### Provided records
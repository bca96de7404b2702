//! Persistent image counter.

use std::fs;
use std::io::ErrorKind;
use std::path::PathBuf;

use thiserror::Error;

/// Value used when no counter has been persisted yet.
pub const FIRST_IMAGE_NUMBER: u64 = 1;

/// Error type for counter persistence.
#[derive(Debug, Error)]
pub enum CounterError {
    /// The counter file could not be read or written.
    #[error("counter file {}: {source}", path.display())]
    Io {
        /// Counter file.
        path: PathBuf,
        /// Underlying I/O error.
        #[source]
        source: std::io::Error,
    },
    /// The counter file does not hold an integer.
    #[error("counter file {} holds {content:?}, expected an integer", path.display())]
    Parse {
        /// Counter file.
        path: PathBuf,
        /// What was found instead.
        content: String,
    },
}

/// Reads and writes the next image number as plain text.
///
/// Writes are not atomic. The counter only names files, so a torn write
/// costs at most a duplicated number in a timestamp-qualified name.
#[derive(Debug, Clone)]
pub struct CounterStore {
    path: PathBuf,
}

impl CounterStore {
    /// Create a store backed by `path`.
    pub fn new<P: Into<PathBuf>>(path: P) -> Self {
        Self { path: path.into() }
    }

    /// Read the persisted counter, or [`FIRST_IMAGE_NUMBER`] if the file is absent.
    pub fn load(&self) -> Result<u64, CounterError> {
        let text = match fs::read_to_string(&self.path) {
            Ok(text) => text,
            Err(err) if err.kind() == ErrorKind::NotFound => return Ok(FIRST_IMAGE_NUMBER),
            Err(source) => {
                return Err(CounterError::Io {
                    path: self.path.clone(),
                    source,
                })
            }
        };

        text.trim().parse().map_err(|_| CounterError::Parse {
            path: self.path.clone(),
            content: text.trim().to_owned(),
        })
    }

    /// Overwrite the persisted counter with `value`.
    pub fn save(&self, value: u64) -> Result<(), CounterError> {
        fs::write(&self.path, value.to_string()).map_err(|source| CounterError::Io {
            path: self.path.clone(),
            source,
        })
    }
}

...

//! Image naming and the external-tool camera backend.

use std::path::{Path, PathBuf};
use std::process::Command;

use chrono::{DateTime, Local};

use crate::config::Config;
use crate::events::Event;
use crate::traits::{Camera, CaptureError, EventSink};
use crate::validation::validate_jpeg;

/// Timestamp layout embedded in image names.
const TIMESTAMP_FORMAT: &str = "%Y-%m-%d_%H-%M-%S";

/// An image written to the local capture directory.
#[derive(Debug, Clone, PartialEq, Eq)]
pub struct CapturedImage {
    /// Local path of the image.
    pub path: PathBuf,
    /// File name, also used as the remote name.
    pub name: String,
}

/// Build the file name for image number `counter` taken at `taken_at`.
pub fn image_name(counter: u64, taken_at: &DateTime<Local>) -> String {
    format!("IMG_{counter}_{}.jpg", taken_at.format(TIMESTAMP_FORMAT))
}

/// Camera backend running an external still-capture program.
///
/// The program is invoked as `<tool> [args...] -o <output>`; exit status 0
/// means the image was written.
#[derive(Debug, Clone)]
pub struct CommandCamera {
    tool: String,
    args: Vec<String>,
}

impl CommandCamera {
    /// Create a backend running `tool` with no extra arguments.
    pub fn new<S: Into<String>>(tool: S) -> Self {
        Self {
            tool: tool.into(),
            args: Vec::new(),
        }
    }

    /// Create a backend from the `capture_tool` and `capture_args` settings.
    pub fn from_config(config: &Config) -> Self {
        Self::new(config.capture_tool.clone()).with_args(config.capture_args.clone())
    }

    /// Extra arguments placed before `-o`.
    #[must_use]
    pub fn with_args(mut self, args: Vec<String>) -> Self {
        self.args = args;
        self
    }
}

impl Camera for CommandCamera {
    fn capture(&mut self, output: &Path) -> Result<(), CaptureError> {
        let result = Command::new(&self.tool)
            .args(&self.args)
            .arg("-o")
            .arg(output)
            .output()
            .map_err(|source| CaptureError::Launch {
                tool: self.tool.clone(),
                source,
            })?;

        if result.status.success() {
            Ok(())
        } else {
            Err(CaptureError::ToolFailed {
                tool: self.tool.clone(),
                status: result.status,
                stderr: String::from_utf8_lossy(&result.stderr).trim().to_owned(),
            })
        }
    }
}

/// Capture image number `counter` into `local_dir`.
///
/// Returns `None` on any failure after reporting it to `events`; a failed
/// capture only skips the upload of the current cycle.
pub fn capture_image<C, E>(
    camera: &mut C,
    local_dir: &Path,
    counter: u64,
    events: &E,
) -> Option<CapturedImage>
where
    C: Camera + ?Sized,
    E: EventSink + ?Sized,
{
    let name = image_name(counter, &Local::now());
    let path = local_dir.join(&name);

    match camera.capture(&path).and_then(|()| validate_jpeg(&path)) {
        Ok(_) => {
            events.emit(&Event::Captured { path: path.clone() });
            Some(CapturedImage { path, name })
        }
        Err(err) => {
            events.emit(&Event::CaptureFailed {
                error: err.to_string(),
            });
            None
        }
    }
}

---

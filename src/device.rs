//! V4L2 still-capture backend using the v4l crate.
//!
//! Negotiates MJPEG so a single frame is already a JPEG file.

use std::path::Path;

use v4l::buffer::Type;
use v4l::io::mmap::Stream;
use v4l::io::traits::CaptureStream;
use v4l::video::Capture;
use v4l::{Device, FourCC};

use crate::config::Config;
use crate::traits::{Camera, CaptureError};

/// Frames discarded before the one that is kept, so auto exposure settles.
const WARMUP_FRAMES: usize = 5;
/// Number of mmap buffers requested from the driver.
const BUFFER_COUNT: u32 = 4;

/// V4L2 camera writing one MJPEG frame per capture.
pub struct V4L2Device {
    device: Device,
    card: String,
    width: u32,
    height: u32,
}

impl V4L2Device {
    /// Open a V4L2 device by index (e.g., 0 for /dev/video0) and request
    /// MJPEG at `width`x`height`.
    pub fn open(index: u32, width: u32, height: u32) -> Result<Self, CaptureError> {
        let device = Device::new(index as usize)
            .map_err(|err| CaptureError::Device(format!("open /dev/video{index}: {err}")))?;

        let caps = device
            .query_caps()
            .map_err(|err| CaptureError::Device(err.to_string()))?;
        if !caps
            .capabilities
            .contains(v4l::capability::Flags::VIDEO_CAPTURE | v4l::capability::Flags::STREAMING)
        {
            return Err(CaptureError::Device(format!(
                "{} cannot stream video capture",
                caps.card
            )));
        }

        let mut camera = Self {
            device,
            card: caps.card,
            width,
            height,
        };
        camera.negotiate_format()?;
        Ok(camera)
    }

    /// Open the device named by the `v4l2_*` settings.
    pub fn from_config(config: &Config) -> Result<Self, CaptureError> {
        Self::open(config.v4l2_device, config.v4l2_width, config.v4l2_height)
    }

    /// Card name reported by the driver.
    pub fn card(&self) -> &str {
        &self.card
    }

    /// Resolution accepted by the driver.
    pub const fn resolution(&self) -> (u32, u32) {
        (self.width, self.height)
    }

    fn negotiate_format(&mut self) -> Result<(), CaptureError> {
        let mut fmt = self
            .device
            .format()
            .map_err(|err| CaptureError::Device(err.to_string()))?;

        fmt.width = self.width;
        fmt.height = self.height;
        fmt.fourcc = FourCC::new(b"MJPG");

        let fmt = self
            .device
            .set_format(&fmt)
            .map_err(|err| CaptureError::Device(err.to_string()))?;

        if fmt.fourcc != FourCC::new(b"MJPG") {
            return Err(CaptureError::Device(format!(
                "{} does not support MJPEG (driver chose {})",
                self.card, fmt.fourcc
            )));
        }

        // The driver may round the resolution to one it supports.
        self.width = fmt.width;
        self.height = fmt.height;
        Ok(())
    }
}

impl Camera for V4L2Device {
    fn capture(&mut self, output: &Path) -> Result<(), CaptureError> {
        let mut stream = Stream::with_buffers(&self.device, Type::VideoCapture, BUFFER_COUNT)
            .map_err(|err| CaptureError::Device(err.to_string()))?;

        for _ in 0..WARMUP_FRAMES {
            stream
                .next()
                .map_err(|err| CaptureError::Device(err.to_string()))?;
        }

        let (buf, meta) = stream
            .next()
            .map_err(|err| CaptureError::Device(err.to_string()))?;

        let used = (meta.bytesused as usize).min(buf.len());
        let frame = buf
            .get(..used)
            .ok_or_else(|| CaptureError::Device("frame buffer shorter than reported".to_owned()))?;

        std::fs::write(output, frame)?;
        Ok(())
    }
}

### Problem requirements
Copy out each line in the preceding records that contains "derive".

### Answer for this exercise
#[derive(Debug, Error)]
#[derive(Debug, Clone)]
#[derive(Debug, Clone, PartialEq, Eq)]
#[derive(Debug, Clone)]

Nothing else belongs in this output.